**Assigned task**
Find every line of the listing below where "lives" appears, and copy it.

::::::::::

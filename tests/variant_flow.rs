//! End-to-end tests: edge service in front of a mock origin.

use reqwest::header::{CONTENT_TYPE, COOKIE, SET_COOKIE};
use reqwest::StatusCode;
use std::time::Duration;

mod common;

use common::PAGE_MARKERS;

const REVISIT: &str = "You have visited this page before, so the same variant is shown.";

struct Served {
    status: StatusCode,
    set_cookie: Option<String>,
    content_type: Option<String>,
    body: String,
}

async fn get(url: &str, cookie: Option<&str>) -> Served {
    let mut request = common::client().get(url);
    if let Some(cookie) = cookie {
        request = request.header(COOKIE, cookie);
    }
    let response = request.send().await.expect("edge unreachable");

    let header = |name| {
        response
            .headers()
            .get(name)
            .map(|v: &reqwest::header::HeaderValue| v.to_str().unwrap().to_string())
    };
    let status = response.status();
    let set_cookie = header(SET_COOKIE);
    let content_type = header(CONTENT_TYPE);
    let body = response.text().await.unwrap();

    Served {
        status,
        set_cookie,
        content_type,
        body,
    }
}

/// The variant number (1 or 2) pinned by a `Set-Cookie` value.
fn pinned_variant(set_cookie: &str) -> usize {
    match set_cookie {
        "james_yummy_cookie=0" => 1,
        "james_yummy_cookie=1" => 2,
        other => panic!("unexpected Set-Cookie {:?}", other),
    }
}

#[tokio::test]
async fn returning_visitor_gets_rewritten_second_variant() {
    let origin = common::start_origin().await;
    let edge = common::start_edge(origin.url("/api/variants")).await;

    let served = get(&edge.url("/"), Some("james_yummy_cookie=1")).await;

    assert_eq!(served.status, StatusCode::OK);
    assert_eq!(served.set_cookie.as_deref(), Some("james_yummy_cookie=1"));
    assert_eq!(served.content_type.as_deref(), Some("text/html"));
    assert!(served.body.contains(PAGE_MARKERS[1]));
    assert!(served.body.contains("<title>Special Title for Variant 2</title>"));
    assert!(served
        .body
        .contains(r#"<h1 id="title">My Awesome h1 for Variant 2</h1>"#));
    assert!(served.body.contains(
        r#"<a id="url" href="https://github.com/jameszhao01">Check out my Github!!!</a>"#
    ));
    assert!(served.body.contains(&format!(
        r#"<p id="description">My paragraph for Variant 2. {}</p>"#,
        REVISIT
    )));
}

#[tokio::test]
async fn fresh_visitor_is_assigned_then_pinned() {
    let origin = common::start_origin().await;
    let edge = common::start_edge(origin.url("/api/variants")).await;

    let first = get(&edge.url("/"), None).await;
    assert_eq!(first.status, StatusCode::OK);
    let cookie = first.set_cookie.expect("assignment cookie");
    let variant = pinned_variant(&cookie);

    assert!(first.body.contains(PAGE_MARKERS[variant - 1]));
    assert!(first.body.contains(&format!(
        r#"<p id="description">My paragraph for Variant {}. </p>"#,
        variant
    )));
    assert!(!first.body.contains(REVISIT));

    for _ in 0..3 {
        let again = get(&edge.url("/"), Some(&cookie)).await;
        assert_eq!(again.set_cookie.as_deref(), Some(cookie.as_str()));
        assert!(again.body.contains(PAGE_MARKERS[variant - 1]));
        assert!(again.body.contains(&format!(
            "<title>Special Title for Variant {}</title>",
            variant
        )));
        assert!(again.body.contains(REVISIT));
    }
}

#[tokio::test]
async fn cookie_is_found_among_others() {
    let origin = common::start_origin().await;
    let edge = common::start_edge(origin.url("/api/variants")).await;

    let served = get(
        &edge.url("/"),
        Some("theme=dark ;   james_yummy_cookie=0  ; lang=en"),
    )
    .await;
    assert_eq!(served.set_cookie.as_deref(), Some("james_yummy_cookie=0"));
    assert!(served.body.contains(PAGE_MARKERS[0]));
    assert!(served.body.contains(REVISIT));
}

#[tokio::test]
async fn invalid_cookie_values_count_as_fresh_visits() {
    let origin = common::start_origin().await;
    let edge = common::start_edge(origin.url("/api/variants")).await;

    for value in ["2", "-1", "abc", "1.5"] {
        let cookie = format!("james_yummy_cookie={}", value);
        let served = get(&edge.url("/"), Some(&cookie)).await;
        assert_eq!(served.status, StatusCode::OK, "{}", value);
        let variant = pinned_variant(served.set_cookie.as_deref().unwrap());
        assert!(served.body.contains(&format!(
            r#"<p id="description">My paragraph for Variant {}. </p>"#,
            variant
        )));
    }
}

#[tokio::test]
async fn other_paths_are_empty_and_never_reach_origin() {
    let origin = common::start_origin().await;
    let edge = common::start_edge(origin.url("/api/variants")).await;

    for path in ["/favicon.ico", "/variants/1", "/?utm_source=x"] {
        let served = get(&edge.url(path), Some("james_yummy_cookie=1")).await;
        assert_eq!(served.status, StatusCode::OK, "{}", path);
        assert!(served.body.is_empty(), "{}", path);
        assert!(served.set_cookie.is_none(), "{}", path);
    }
    assert_eq!(origin.hits(), 0);
}

#[tokio::test]
async fn catalog_problems_are_bad_gateway() {
    let origin = common::start_origin().await;

    for catalog in ["/api/garbage", "/api/short", "/api/dangling", "/api/nope"] {
        let edge = common::start_edge(origin.url(catalog)).await;
        let served = get(&edge.url("/"), Some("james_yummy_cookie=1")).await;
        assert_eq!(served.status, StatusCode::BAD_GATEWAY, "{}", catalog);
        assert!(served.set_cookie.is_none(), "{}", catalog);
    }
}

#[tokio::test]
async fn unreachable_catalog_is_bad_gateway() {
    let edge = common::start_edge("http://127.0.0.1:9/api/variants".into()).await;
    let served = get(&edge.url("/"), None).await;
    assert_eq!(served.status, StatusCode::BAD_GATEWAY);
}

#[tokio::test]
async fn stalled_page_body_is_cut_off() {
    let origin = common::start_origin().await;
    let edge = common::start_edge_with(origin.url("/api/stalled"), |config| {
        config.timeouts.request_secs = 1;
    })
    .await;

    let response = common::client()
        .get(edge.url("/"))
        .send()
        .await
        .expect("edge unreachable");
    assert_eq!(response.status(), StatusCode::OK);

    let body = tokio::time::timeout(Duration::from_secs(10), response.text())
        .await
        .expect("edge kept the response open past its timeout");
    assert!(body.is_err());
}
//! Streaming HTML rewriting subsystem.
//!
//! # Data Flow
//! ```text
//! variant page body (byte stream)
//!     → engine.rs (lol_html parser on a blocking worker)
//!     → bindings.rs (title / h1#title / a#url / p#description handlers)
//!     → rewritten byte stream → response body
//! ```
//!
//! # Design Decisions
//! - Binding table is fixed at startup; only the RenderingContext varies
//! - Handlers are a closed enum, one variant per selector
//! - Document is never materialized; chunks flow through bounded channels

pub mod bindings;
pub mod engine;

pub use bindings::ElementBinding;
pub use engine::{RewriteError, VariantRewriter};
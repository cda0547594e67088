//! Shared utilities for integration testing.
//!
//! Starts a mock origin that serves the variant catalog and the two variant
//! pages, plus the edge service itself, both on ephemeral loopback ports.

use std::net::SocketAddr;
use std::sync::atomic::{AtomicUsize, Ordering};
use std::sync::Arc;

use axum::body::{Body, Bytes};
use axum::extract::State;
use axum::http::header::CONTENT_TYPE;
use axum::response::{Html, IntoResponse};
use axum::routing::get;
use axum::{Json, Router};
use futures_util::{stream, StreamExt};
use serde_json::{json, Value};
use tokio::net::TcpListener;

use variant_edge::{EdgeConfig, HttpServer, Shutdown};

/// Marker text that identifies which page the origin served.
pub const PAGE_MARKERS: [&str; 2] = ["origin-page-one", "origin-page-two"];

fn variant_page(marker: &str) -> String {
    format!(
        r#"<!DOCTYPE html>
<html>
<head><title></title></head>
<body data-page="{marker}">
<h1 id="title"></h1> <a id="url"></a> <p id="description"></p>
</body>
</html>"#
    )
}

#[derive(Clone)]
struct OriginState {
    base: String,
    hits: Arc<AtomicUsize>,
}

/// A running mock origin.
pub struct Origin {
    pub addr: SocketAddr,
    hits: Arc<AtomicUsize>,
}

impl Origin {
    pub fn url(&self, path: &str) -> String {
        format!("http://{}{}", self.addr, path)
    }

    /// Number of requests the origin has received.
    pub fn hits(&self) -> usize {
        self.hits.load(Ordering::SeqCst)
    }
}

async fn catalog(State(state): State<OriginState>) -> Json<Value> {
    state.hits.fetch_add(1, Ordering::SeqCst);
    Json(json!({
        "variants": [
            format!("{}/variants/1", state.base),
            format!("{}/variants/2", state.base),
        ]
    }))
}

async fn short_catalog(State(state): State<OriginState>) -> Json<Value> {
    state.hits.fetch_add(1, Ordering::SeqCst);
    Json(json!({ "variants": [format!("{}/variants/1", state.base)] }))
}

async fn dangling_catalog(State(state): State<OriginState>) -> Json<Value> {
    state.hits.fetch_add(1, Ordering::SeqCst);
    Json(json!({
        "variants": [
            format!("{}/missing/1", state.base),
            format!("{}/missing/2", state.base),
        ]
    }))
}

async fn garbage_catalog(State(state): State<OriginState>) -> &'static str {
    state.hits.fetch_add(1, Ordering::SeqCst);
    "this is not json"
}

async fn stalled_catalog(State(state): State<OriginState>) -> Json<Value> {
    state.hits.fetch_add(1, Ordering::SeqCst);
    Json(json!({
        "variants": [
            format!("{}/variants/stalled", state.base),
            format!("{}/variants/stalled", state.base),
        ]
    }))
}

/// Sends the document head, then never sends another byte.
async fn stalled_page(State(state): State<OriginState>) -> impl IntoResponse {
    state.hits.fetch_add(1, Ordering::SeqCst);
    let head = stream::once(async {
        Ok::<_, std::io::Error>(Bytes::from_static(b"<html><head><title>slow</title></head>"))
    });
    (
        [(CONTENT_TYPE, "text/html")],
        Body::from_stream(head.chain(stream::pending())),
    )
}

async fn page_one(State(state): State<OriginState>) -> Html<String> {
    state.hits.fetch_add(1, Ordering::SeqCst);
    Html(variant_page(PAGE_MARKERS[0]))
}

async fn page_two(State(state): State<OriginState>) -> Html<String> {
    state.hits.fetch_add(1, Ordering::SeqCst);
    Html(variant_page(PAGE_MARKERS[1]))
}

/// Start the mock origin.
///
/// Catalog endpoints:
/// - `/api/variants` lists both pages
/// - `/api/short` lists only the first page
/// - `/api/dangling` lists pages that answer 404
/// - `/api/garbage` is not JSON
/// - `/api/stalled` lists a page whose body stops after the head
pub async fn start_origin() -> Origin {
    let listener = TcpListener::bind("127.0.0.1:0").await.unwrap();
    let addr = listener.local_addr().unwrap();
    let hits = Arc::new(AtomicUsize::new(0));

    let state = OriginState {
        base: format!("http://{}", addr),
        hits: hits.clone(),
    };
    let app = Router::new()
        .route("/api/variants", get(catalog))
        .route("/api/short", get(short_catalog))
        .route("/api/dangling", get(dangling_catalog))
        .route("/api/garbage", get(garbage_catalog))
        .route("/api/stalled", get(stalled_catalog))
        .route("/variants/stalled", get(stalled_page))
        .route("/variants/1", get(page_one))
        .route("/variants/2", get(page_two))
        .with_state(state);

    tokio::spawn(async move {
        axum::serve(listener, app).await.unwrap();
    });

    Origin { addr, hits }
}

/// A running edge service.
pub struct Edge {
    pub addr: SocketAddr,
    shutdown: Shutdown,
}

impl Edge {
    pub fn url(&self, path: &str) -> String {
        format!("http://{}{}", self.addr, path)
    }
}

impl Drop for Edge {
    fn drop(&mut self) {
        self.shutdown.trigger();
    }
}

/// Start the edge service with its catalog at `catalog_url`.
pub async fn start_edge(catalog_url: String) -> Edge {
    start_edge_with(catalog_url, |_| {}).await
}

/// Start the edge service after adjusting its default config.
pub async fn start_edge_with(catalog_url: String, adjust: impl FnOnce(&mut EdgeConfig)) -> Edge {
    let mut config = EdgeConfig::default();
    config.catalog.url = catalog_url;
    adjust(&mut config);
    config.listener.bind_address = "127.0.0.1:0".into();

    let listener = TcpListener::bind(&config.listener.bind_address).await.unwrap();
    let addr = listener.local_addr().unwrap();

    let shutdown = Shutdown::new();
    let server = HttpServer::new(config).unwrap();
    let server_shutdown = shutdown.subscribe();
    tokio::spawn(async move {
        let _ = server.run(listener, server_shutdown).await;
    });

    Edge { addr, shutdown }
}

/// Client that never pools or proxies, so every request is independent.
pub fn client() -> reqwest::Client {
    reqwest::Client::builder()
        .pool_max_idle_per_host(0)
        .no_proxy()
        .build()
        .unwrap()
}
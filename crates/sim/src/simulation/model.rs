//! Capability interface of an agent-based simulation model.
//!
//! The simulation engine itself lives outside this workspace. Analyses only
//! need to advance a model and read its current state, so they are written
//! against [`Model`] and never against a concrete engine.

use crate::errors::ModelError;
use crate::simulation::{Landscape, Species};
use serde::{Deserialize, Serialize};

/// How a call to [`Model::walk`] advances the model.
#[derive(Debug, Clone, Copy, PartialEq, Eq, Serialize, Deserialize)]
#[serde(rename_all = "lowercase")]
pub enum WalkMode {
    /// Burn-in: run demography until the model reaches its starting state.
    /// Burn-in steps do not advance the main timestep counter.
    Burn,
    /// Main run: evolve for the given number of timesteps.
    Main,
}

/// A simulation model that can be advanced and inspected.
pub trait Model {
    /// Advance the model by `steps` in the given mode.
    fn walk(&mut self, steps: usize, mode: WalkMode) -> Result<(), ModelError>;

    /// Current main-run timestep.
    fn timestep(&self) -> usize;

    /// Snapshot of the focal species at the current timestep.
    fn species(&self) -> &Species;

    /// Landscape the species lives on.
    fn landscape(&self) -> &Landscape;
}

::::::::::

**Task result**
//! The simulation engine itself lives outside this workspace. Analyses only
    /// Landscape the species lives on.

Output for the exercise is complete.